Judging contest entries

I more or less finished the first draft of my recent WIP. Okay, truth be told, I gave up and figured I'd fix the end in the second draft.

After pulling together a partial for my agent, I've spent the week judging contest entries.

Each year as I learn new stuff about my own writing, I pass that knowledge onto the (poor) contest entrants. This go around, they got lectures on having goals for their characters right from the start of the story.

Every single entry the characters were thrust into a situation and they reacted to it. Sure, it gives you tension. But after the character's done reacting to the experience, what then? Then you have to throw more stuff at them to react to. And what happens in between? They drink coffee. They cook dinner. They go to work. And the reader gets bored.

This goes back to the Dwight Swain method of scene development. Start the character with a goal. Throw a log in his path. Then make something horrible happen that puts him even further from his goal. Rinse and repeat.

I know I struggle with this in my stories. I love to throw something at my characters in the first chapter and have them react. Then I hit that second or third chapter and go, whoops, where do I go from here?

In my current WIP, the book starts in the hero's POV. His assistant has just resigned at the beginning of a leadership summit that he's in charge of. Great tension. Loads of conflict, but once he realizes he can't convince her to stay working for him, where do I take the plot?

Sure, it's a romance and I could spend the next 40k words having them spar and go back and forth about her working for him vs her quitting, but isn't that going to get old?

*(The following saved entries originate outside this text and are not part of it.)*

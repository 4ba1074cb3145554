//! Session key material.
//!
//! The key is the raw UTF-8 bytes of the password, with no derivation step.
//! See the module docs of [`crate::crypto`] for why.

use zeroize::{Zeroize, ZeroizeOnDrop};

use crate::crypto::codec::check_key;
use crate::error::Result;

/// Key bytes held for the lifetime of a diary session.
///
/// This type ensures that key material is zeroized from memory when dropped
/// and never shows up in `Debug` output.
#[derive(Zeroize, ZeroizeOnDrop)]
pub struct SessionKey {
    bytes: Vec<u8>,
}

impl SessionKey {
    /// Build a key from a password.
    ///
    /// # Errors
    ///
    /// Returns `DiaryError::Crypto` if the password is not 4 to 56 bytes long
    /// once encoded as UTF-8.
    ///
    /// # Examples
    ///
    /// ```
    /// use diary_core::crypto::SessionKey;
    ///
    /// let key = SessionKey::from_password("secret123").unwrap();
    /// assert_eq!(key.as_bytes(), b"secret123");
    /// assert!(SessionKey::from_password("abc").is_err());
    /// ```
    pub fn from_password(password: &str) -> Result<Self> {
        check_key(password.as_bytes())?;
        Ok(Self {
            bytes: password.as_bytes().to_vec(),
        })
    }

    /// Get the raw key bytes.
    ///
    /// Avoid storing or logging this value.
    pub fn as_bytes(&self) -> &[u8] {
        &self.bytes
    }
}

impl std::fmt::Debug for SessionKey {
    fn fmt(&self, f: &mut std::fmt::Formatter<'_>) -> std::fmt::Result {
        f.debug_struct("SessionKey")
            .field("bytes", &"[REDACTED]")
            .finish()
    }
}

To combat that, I gave him a goal that has nothing to do with the heroine. A goal that may not happen thanks to the romance. Because he's a CEO, I gave him a business deal that he's trying to finalize. The romance complicates the business deal because the hero can't control how the heroine behaves. And since needing to be in control is his character flaw, it all gets wrapped up in a neat little complicated bundle.

Do you give your characters a big goal at the beginning of the story and start each scene with a small goal? If not, how do you shape your scenes and keep your conflict ever increasing?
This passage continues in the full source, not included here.